▶ **Records supplied**

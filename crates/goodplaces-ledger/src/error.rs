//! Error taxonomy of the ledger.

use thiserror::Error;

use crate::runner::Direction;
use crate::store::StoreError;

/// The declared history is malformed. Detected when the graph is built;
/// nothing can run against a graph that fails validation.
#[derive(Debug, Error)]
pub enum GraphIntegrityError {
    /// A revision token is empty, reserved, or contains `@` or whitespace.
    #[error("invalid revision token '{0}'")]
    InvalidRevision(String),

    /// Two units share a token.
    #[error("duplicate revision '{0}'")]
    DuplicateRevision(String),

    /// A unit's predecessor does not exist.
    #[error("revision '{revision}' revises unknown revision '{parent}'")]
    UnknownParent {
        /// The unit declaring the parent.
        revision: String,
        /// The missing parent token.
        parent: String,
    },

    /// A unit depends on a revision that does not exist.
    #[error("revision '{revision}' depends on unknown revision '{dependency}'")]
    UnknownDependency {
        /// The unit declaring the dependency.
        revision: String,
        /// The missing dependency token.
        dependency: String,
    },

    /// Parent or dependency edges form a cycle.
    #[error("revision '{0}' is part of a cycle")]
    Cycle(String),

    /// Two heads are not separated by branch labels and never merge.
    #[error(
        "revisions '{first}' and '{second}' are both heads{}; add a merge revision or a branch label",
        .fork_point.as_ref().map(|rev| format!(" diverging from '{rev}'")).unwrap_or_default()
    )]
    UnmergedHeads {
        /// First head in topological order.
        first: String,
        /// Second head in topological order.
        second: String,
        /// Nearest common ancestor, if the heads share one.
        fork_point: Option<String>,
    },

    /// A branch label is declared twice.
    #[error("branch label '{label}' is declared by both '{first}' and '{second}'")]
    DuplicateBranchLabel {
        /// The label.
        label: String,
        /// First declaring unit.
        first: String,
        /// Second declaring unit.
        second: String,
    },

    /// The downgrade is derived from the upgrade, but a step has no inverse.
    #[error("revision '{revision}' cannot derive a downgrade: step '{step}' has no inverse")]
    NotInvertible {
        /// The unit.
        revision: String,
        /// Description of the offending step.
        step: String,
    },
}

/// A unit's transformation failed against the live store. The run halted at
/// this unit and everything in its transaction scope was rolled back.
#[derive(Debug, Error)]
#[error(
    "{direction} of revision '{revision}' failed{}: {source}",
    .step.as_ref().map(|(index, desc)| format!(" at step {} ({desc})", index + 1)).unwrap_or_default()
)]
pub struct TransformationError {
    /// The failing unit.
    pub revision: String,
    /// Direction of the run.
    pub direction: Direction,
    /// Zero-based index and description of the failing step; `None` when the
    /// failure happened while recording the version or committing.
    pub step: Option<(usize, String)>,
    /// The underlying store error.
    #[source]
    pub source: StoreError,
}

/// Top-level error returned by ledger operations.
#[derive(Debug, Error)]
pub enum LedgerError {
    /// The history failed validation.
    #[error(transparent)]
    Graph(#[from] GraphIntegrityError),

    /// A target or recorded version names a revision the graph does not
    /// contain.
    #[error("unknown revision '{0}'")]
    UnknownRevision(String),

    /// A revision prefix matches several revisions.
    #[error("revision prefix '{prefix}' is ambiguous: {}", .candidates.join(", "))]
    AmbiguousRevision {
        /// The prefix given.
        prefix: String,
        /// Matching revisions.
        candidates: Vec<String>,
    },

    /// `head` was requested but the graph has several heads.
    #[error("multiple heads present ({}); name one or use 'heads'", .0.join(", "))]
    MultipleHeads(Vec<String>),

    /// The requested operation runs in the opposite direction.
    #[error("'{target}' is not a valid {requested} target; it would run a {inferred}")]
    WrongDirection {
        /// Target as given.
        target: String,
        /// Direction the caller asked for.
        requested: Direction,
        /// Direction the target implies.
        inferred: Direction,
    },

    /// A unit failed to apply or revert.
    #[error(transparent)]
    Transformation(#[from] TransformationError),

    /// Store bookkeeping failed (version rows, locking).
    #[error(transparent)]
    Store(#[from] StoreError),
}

▶ **Task to carry out**
The expected result is every line above containing the string "both".

▶ **Result for this task**
        "revisions '{first}' and '{second}' are both heads{}; add a merge revision or a branch label",
    #[error("branch label '{label}' is declared by both '{first}' and '{second}'")]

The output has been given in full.